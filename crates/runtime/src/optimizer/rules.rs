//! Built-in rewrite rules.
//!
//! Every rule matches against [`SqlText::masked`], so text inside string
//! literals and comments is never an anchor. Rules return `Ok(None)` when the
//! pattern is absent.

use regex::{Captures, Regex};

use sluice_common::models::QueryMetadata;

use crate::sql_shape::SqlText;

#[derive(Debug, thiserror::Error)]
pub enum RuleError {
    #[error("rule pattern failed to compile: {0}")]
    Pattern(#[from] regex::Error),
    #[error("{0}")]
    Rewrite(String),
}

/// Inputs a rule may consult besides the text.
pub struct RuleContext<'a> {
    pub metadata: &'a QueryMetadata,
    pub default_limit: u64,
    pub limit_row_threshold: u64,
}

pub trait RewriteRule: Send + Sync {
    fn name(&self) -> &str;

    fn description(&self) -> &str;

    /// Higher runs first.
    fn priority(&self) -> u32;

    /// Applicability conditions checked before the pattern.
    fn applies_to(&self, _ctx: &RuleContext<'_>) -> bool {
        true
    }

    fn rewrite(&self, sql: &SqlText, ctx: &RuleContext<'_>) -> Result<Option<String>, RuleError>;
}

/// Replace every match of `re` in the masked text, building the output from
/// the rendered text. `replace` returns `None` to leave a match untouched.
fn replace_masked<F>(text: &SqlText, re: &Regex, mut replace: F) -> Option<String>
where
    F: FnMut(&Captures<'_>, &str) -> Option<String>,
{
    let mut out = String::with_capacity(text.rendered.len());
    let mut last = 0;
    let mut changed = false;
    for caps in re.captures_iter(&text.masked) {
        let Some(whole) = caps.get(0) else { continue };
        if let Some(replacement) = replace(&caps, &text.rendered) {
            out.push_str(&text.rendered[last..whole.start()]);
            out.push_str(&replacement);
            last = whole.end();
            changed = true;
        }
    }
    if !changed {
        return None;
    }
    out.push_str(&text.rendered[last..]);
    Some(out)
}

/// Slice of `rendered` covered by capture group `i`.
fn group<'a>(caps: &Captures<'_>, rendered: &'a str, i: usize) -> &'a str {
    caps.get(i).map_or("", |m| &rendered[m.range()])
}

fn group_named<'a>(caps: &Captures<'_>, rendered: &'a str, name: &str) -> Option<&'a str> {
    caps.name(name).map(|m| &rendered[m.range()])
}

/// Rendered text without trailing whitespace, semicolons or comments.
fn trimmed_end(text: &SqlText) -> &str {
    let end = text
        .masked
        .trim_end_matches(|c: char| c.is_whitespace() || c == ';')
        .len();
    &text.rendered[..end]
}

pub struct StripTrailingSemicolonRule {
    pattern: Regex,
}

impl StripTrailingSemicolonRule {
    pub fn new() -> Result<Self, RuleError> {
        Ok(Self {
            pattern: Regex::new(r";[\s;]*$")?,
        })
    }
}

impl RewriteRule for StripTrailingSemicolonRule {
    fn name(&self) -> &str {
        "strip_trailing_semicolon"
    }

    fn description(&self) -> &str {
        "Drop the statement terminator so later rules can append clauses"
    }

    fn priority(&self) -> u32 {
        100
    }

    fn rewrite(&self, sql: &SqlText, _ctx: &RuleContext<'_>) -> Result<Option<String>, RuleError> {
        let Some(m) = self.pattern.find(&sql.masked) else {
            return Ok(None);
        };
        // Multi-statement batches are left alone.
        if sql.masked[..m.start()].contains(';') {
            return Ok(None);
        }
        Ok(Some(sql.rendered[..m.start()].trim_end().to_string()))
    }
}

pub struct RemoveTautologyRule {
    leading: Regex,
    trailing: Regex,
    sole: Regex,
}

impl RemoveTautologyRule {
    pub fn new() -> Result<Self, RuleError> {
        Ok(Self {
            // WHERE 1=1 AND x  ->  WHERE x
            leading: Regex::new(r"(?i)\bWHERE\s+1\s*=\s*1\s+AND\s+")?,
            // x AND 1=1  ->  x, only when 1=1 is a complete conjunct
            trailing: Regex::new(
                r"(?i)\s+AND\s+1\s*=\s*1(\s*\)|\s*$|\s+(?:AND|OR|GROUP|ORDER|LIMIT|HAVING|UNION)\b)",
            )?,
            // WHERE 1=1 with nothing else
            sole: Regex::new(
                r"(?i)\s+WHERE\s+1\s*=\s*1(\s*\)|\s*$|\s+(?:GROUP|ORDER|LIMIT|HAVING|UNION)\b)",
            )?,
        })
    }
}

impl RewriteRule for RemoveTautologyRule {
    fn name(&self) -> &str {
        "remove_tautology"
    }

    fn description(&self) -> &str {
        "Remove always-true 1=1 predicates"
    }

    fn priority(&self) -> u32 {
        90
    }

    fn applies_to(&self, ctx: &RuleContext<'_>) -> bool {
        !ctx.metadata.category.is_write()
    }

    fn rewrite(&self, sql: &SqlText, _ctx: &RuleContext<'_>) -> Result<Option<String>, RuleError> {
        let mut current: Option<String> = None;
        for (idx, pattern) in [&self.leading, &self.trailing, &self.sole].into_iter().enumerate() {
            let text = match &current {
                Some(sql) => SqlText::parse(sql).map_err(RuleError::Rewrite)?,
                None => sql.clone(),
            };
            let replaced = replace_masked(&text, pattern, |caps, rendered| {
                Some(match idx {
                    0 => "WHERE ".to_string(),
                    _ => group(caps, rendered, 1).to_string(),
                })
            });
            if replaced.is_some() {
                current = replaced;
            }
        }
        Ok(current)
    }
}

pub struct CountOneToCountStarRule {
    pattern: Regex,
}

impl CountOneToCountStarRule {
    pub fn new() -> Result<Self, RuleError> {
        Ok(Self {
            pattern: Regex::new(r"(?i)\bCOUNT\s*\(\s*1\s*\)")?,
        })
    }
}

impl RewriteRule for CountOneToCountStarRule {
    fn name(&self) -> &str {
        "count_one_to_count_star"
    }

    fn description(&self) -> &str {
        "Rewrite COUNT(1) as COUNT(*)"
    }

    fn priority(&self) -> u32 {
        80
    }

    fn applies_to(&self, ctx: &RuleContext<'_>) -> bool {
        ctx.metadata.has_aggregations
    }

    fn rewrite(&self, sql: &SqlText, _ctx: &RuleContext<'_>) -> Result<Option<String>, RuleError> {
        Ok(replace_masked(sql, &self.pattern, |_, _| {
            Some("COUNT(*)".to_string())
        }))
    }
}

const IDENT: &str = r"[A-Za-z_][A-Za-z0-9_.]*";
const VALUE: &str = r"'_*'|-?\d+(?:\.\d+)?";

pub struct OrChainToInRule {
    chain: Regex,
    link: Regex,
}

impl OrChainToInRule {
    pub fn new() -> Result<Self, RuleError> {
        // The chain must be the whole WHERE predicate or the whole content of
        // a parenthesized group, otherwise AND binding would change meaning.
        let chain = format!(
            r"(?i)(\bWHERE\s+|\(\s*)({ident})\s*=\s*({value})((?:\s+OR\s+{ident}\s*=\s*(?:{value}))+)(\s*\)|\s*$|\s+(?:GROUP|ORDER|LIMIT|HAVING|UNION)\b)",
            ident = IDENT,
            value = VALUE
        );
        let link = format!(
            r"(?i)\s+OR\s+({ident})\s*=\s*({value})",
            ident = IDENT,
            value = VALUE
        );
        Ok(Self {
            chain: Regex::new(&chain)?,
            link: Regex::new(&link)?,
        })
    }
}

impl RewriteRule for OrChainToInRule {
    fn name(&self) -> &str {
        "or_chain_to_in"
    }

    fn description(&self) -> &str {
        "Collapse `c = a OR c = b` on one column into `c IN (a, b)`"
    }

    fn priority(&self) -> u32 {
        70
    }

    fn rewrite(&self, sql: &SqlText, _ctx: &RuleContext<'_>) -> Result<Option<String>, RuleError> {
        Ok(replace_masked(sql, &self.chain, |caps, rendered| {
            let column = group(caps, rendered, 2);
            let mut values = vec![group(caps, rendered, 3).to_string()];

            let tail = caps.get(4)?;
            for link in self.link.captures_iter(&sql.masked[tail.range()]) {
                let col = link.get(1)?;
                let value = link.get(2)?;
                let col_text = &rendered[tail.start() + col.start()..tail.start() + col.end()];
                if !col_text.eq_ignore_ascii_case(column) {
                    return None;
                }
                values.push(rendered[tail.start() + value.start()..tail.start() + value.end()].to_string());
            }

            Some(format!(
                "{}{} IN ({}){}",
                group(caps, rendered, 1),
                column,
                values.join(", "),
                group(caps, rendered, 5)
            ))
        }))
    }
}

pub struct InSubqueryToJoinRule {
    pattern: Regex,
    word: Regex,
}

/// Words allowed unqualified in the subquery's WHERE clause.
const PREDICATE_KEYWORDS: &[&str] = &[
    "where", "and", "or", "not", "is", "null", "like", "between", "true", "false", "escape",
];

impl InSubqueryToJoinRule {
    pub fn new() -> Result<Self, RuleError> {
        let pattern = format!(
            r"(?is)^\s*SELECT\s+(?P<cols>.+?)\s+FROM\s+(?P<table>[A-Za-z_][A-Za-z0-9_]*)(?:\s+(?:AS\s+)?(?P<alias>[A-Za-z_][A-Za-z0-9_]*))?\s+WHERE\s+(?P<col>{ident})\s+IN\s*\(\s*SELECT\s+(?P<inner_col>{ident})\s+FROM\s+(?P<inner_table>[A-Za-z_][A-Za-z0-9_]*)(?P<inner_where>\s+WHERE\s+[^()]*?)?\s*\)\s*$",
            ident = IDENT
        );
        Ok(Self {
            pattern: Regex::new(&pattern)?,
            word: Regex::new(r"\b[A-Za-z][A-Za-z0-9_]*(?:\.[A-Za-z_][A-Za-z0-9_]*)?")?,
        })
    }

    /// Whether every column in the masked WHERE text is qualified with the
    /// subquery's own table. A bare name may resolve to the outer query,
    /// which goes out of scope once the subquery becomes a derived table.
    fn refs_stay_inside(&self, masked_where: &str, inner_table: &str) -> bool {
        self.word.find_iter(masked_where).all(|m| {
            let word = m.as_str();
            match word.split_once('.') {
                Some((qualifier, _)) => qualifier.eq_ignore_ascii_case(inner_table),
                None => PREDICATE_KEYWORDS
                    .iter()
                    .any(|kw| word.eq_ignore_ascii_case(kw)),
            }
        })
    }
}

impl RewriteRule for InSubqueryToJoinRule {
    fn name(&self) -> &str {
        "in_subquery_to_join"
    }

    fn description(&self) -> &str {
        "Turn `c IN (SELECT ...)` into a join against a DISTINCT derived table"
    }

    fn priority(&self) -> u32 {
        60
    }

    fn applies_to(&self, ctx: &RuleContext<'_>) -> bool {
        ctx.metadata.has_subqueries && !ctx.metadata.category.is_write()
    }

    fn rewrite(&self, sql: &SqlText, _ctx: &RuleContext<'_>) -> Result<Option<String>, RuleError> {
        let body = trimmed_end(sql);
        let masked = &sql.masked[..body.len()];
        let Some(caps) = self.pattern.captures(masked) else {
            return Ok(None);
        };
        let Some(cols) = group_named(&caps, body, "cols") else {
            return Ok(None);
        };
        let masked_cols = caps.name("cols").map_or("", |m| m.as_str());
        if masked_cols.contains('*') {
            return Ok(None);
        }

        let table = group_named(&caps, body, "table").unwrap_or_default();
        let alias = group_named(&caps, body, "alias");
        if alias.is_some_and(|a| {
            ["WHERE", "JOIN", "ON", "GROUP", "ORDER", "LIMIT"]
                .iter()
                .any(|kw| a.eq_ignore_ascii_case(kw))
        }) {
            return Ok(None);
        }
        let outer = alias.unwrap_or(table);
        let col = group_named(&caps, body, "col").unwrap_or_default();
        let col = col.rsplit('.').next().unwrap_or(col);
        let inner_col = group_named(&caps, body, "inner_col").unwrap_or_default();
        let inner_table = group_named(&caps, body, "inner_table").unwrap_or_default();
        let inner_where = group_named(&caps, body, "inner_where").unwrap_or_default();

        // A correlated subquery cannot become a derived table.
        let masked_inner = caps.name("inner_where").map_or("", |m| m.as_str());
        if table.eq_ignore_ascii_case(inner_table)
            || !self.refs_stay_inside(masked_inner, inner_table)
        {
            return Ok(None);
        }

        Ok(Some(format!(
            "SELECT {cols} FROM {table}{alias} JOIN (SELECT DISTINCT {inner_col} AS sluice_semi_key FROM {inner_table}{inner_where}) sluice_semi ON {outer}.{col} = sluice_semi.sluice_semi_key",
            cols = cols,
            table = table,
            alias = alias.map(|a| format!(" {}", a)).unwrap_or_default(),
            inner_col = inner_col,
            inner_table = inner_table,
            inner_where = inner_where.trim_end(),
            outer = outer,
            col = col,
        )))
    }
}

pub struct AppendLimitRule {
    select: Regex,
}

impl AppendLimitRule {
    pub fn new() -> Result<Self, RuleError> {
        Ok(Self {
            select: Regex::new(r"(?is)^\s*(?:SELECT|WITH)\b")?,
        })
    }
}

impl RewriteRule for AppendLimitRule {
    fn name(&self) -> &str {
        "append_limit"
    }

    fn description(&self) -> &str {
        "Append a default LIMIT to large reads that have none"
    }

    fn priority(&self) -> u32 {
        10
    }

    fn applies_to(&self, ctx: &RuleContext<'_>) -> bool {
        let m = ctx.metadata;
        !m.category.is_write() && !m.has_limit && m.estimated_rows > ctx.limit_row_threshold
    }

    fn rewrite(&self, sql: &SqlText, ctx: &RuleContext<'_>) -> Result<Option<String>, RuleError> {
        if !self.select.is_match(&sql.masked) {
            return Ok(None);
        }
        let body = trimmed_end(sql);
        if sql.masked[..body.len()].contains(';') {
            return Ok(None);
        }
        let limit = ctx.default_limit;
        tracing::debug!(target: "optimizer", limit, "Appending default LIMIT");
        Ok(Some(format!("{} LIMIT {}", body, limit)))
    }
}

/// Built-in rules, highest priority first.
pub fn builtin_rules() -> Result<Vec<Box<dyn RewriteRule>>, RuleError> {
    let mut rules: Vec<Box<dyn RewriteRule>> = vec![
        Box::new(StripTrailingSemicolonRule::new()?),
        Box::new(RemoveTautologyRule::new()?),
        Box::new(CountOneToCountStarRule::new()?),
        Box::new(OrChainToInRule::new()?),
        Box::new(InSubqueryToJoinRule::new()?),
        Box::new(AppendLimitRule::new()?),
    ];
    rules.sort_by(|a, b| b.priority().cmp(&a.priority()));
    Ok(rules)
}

--

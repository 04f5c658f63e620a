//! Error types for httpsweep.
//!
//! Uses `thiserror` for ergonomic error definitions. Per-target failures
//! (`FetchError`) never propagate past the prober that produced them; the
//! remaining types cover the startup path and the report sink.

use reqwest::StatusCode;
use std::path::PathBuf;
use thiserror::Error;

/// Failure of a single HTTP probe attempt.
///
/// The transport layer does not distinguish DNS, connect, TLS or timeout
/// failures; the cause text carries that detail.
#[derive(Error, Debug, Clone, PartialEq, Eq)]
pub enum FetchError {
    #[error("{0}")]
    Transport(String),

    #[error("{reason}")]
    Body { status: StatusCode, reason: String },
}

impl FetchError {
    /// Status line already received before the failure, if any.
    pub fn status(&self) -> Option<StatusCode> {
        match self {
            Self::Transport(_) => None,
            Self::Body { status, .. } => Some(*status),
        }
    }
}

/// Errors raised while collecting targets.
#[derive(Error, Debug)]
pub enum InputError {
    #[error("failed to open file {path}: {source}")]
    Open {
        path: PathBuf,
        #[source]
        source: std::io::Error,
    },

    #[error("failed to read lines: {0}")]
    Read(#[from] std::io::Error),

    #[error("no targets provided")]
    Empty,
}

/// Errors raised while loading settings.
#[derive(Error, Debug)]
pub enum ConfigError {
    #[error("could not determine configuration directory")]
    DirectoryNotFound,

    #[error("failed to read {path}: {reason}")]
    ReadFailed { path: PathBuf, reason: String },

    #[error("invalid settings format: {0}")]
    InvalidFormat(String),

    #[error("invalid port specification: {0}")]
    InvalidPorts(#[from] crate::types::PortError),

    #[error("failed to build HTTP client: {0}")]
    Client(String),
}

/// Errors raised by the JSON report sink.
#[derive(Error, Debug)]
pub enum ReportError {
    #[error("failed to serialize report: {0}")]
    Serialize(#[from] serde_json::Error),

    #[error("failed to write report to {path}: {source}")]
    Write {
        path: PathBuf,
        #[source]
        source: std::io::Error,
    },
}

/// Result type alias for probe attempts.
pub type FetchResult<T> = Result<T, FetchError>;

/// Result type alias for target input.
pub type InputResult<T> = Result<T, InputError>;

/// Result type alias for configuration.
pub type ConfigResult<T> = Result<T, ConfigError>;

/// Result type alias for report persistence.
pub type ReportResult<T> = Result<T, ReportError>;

Instructions for the task: Search the entries above for "changed". Show every line that has it.

Answer for this exercise:
    let mut changed = false;
            changed = true;
    if !changed {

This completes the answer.